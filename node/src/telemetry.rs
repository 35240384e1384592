// Copyright (c) 2025 Varshith Gudur. Licensed under AGPLv3.
use metrics_exporter_prometheus::{PrometheusBuilder, PrometheusHandle};
use std::sync::OnceLock;
use tracing_subscriber::{layer::SubscriberExt, util::SubscriberInitExt};

static PROM_HANDLE: OnceLock<PrometheusHandle> = OnceLock::new();

pub const CHECKS_TOTAL: &str = "certwatch_checks_total";
pub const DISCREPANCIES_TOTAL: &str = "certwatch_discrepancies_total";
pub const CHECK_DURATION: &str = "certwatch_check_duration_seconds";

/// Initialize telemetry (logs + metrics)
pub fn init_telemetry() {
    tracing_subscriber::registry()
        .with(tracing_subscriber::EnvFilter::new(
            std::env::var("RUST_LOG")
                .unwrap_or_else(|_| "certwatch_node=info,certwatch_kernel=info".into()),
        ))
        .with(tracing_subscriber::fmt::layer())
        .init();

    match PrometheusBuilder::new().install_recorder() {
        Ok(handle) => {
            if PROM_HANDLE.set(handle).is_err() {
                tracing::warn!("Prometheus handle already set. Telemetry re-initialized?");
            }
        }
        Err(e) => tracing::error!("Failed to install Prometheus recorder: {}", e),
    }

    metrics::describe_counter!(CHECKS_TOTAL, "Checks run, by outcome");
    metrics::describe_counter!(DISCREPANCIES_TOTAL, "Discrepancies found, by field");
    metrics::describe_histogram!(CHECK_DURATION, "Time taken by one fetch, verify and compare cycle");

    metrics::gauge!("certwatch_node_up", 1.0);
}

/// Get the Prometheus handle to render metrics
pub fn get_metrics() -> String {
    if let Some(handle) = PROM_HANDLE.get() {
        handle.render()
    } else {
        "# metrics not initialized".to_string()
    }
}
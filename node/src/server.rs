// Copyright (c) 2025 Varshith Gudur. Licensed under AGPLv3.
use std::collections::BTreeMap;
use std::sync::Arc;

use axum::extract::{Path, Request as AxumRequest, State};
use axum::http::header::AUTHORIZATION;
use axum::http::StatusCode;
use axum::middleware::{from_fn_with_state, Next};
use axum::response::Response;
use axum::routing::{get, post};
use axum::{Json, Router};
use tokio::sync::RwLock;

use certwatch_kernel::integrity::StateReader;
use certwatch_kernel::types::principal::Principal;

use crate::auditor::{AuditOutcome, AuditSummary, Auditor};
use crate::errors::NodeError;
use crate::network::RecordSource;

/// Latest summary per canister.
pub type SharedReports = Arc<RwLock<BTreeMap<Principal, AuditSummary>>>;

pub struct AppState<R, A> {
    pub auditor: Arc<Auditor<R, A>>,
    pub reports: SharedReports,
}

impl<R, A> Clone for AppState<R, A> {
    fn clone(&self) -> Self {
        Self {
            auditor: self.auditor.clone(),
            reports: self.reports.clone(),
        }
    }
}

impl<R, A> AppState<R, A> {
    pub fn new(auditor: Auditor<R, A>) -> Self {
        Self {
            auditor: Arc::new(auditor),
            reports: Arc::new(RwLock::new(BTreeMap::new())),
        }
    }
}

/// Stores the summaries of a finished round.
pub async fn record_outcomes(reports: &SharedReports, outcomes: &[AuditOutcome]) {
    let mut latest = reports.write().await;
    for outcome in outcomes {
        latest.insert(outcome.canister_id.clone(), outcome.summary());
    }
}

async fn auth_guard(
    State(token): State<Arc<String>>,
    req: AxumRequest,
    next: Next,
) -> Result<Response, StatusCode> {
    let provided = req
        .headers()
        .get(AUTHORIZATION)
        .and_then(|val| val.to_str().ok())
        .and_then(|val| val.strip_prefix("Bearer "));

    match provided {
        Some(provided) if provided == token.as_str() => Ok(next.run(req).await),
        _ => Err(StatusCode::UNAUTHORIZED),
    }
}

pub fn build_router<R, A>(state: AppState<R, A>, auth_token: Option<String>) -> Router
where
    R: StateReader + 'static,
    A: RecordSource + 'static,
{
    let mut app = Router::new()
        .route("/v1/reports", get(list_reports::<R, A>))
        .route("/v1/reports/:canister_id", get(get_report::<R, A>))
        .route("/v1/audit/:canister_id", post(audit_now::<R, A>))
        .with_state(state);

    if let Some(token) = auth_token {
        tracing::info!("Auth Enabled: Bearer token required");
        app = app.layer(from_fn_with_state(Arc::new(token), auth_guard));
    } else {
        tracing::warn!("Auth Disabled: No token configured");
    }

    // Probes stay reachable without a token.
    app.route("/health", get(health))
        .route("/metrics", get(metrics_handler))
}

async fn list_reports<R, A>(State(state): State<AppState<R, A>>) -> Json<Vec<AuditSummary>> {
    let latest = state.reports.read().await;
    Json(latest.values().cloned().collect())
}

async fn get_report<R, A>(
    State(state): State<AppState<R, A>>,
    Path(canister_id): Path<String>,
) -> Result<Json<AuditSummary>, (StatusCode, String)> {
    let canister_id =
        Principal::from_text(&canister_id).map_err(|e| (StatusCode::BAD_REQUEST, e.to_string()))?;
    let latest = state.reports.read().await;
    latest
        .get(&canister_id)
        .cloned()
        .map(Json)
        .ok_or((StatusCode::NOT_FOUND, format!("{} has not been audited", canister_id)))
}

async fn audit_now<R, A>(
    State(state): State<AppState<R, A>>,
    Path(canister_id): Path<String>,
) -> Result<Json<AuditSummary>, NodeError>
where
    R: StateReader,
    A: RecordSource,
{
    let canister_id = Principal::from_text(&canister_id)?;
    let outcome = state.auditor.audit(&canister_id).await;
    record_outcomes(&state.reports, std::slice::from_ref(&outcome)).await;
    Ok(Json(outcome.summary()))
}

async fn health() -> &'static str {
    "ok"
}

async fn metrics_handler() -> String {
    crate::telemetry::get_metrics()
}
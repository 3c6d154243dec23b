//! Error types for sparse storage and elimination.
//!
//! The numeric core has no recoverable error class: every variant here
//! describes a caller contract violation. Hot-path operations panic with the
//! `Display` text of the matching variant, while the checked `try_*`
//! operations and `multiply` return it.

use crate::core::types::NumericKind;
use thiserror::Error;

/// Errors raised by sparse store operations.
#[derive(Debug, Clone, PartialEq, Eq, Error)]
pub enum StoreError {
    /// Row or column index outside the store's shape.
    #[error("{operation}: index ({row}, {col}) out of bounds for {rows}x{cols} matrix")]
    IndexOutOfBounds {
        /// Name of the operation that was called
        operation: &'static str,
        /// Offending row index
        row: usize,
        /// Offending column index
        col: usize,
        /// Number of rows of the store
        rows: usize,
        /// Number of columns of the store
        cols: usize,
    },

    /// Dimension mismatch between operands.
    ///
    /// This error occurs when a multiplication involves matrices with
    /// incompatible shapes.
    #[error("Dimension mismatch: expected {expected}, got {actual}")]
    DimensionMismatch {
        /// Expected dimensions
        expected: String,
        /// Actual dimensions
        actual: String,
    },

    /// No multiplication strategy exists for the element kind.
    #[error("{operation} is not supported for {kind} elements")]
    UnsupportedKind {
        /// Name of the operation that was called
        operation: &'static str,
        /// Numeric kind of the store's elements
        kind: NumericKind,
    },
}

impl StoreError {
    /// Create an IndexOutOfBounds error.
    pub fn index_out_of_bounds(
        operation: &'static str,
        (row, col): (usize, usize),
        (rows, cols): (usize, usize),
    ) -> Self {
        Self::IndexOutOfBounds {
            operation,
            row,
            col,
            rows,
            cols,
        }
    }

    /// Create a DimensionMismatch error.
    pub fn dimension_mismatch<S1, S2>(expected: S1, actual: S2) -> Self
    where
        S1: std::fmt::Display,
        S2: std::fmt::Display,
    {
        Self::DimensionMismatch {
            expected: expected.to_string(),
            actual: actual.to_string(),
        }
    }

    /// Create an UnsupportedKind error.
    pub fn unsupported_kind(operation: &'static str, kind: NumericKind) -> Self {
        Self::UnsupportedKind { operation, kind }
    }
}

/// Result type alias for store operations.
pub type Result<T> = std::result::Result<T, StoreError>;
//! Sparse storage: the element store, the matrix store and its region views.

pub mod access;
pub mod element_store;
pub mod region;
pub mod sparse_store;

// Re-export storage types
pub use access::{MatrixSource, MatrixTarget, Shape};
pub use element_store::{ElementStore, SparseArray};
pub use region::{
    ColumnSelection, IndexMap, Limits, Offsets, RegionView, RowSelection, Transposition,
};
pub use sparse_store::{ComplexSparseStore, DecimalSparseStore, RealSparseStore, SparseStore};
+-------+
### Work instruction
Starting with the first line of the listing above and ending with the line that holds "static PROM_HANDLE: OnceLock<PrometheusHandle>", return those lines exactly as written, both included.

### Finished exercise
filename node/src/telemetry.rs
repository 35240384e1384592
// Copyright (c) 2025 Varshith Gudur. Licensed under AGPLv3.
use metrics_exporter_prometheus::{PrometheusBuilder, PrometheusHandle};
use std::sync::OnceLock;
use tracing_subscriber::{layer::SubscriberExt, util::SubscriberInitExt};

static PROM_HANDLE: OnceLock<PrometheusHandle> = OnceLock::new();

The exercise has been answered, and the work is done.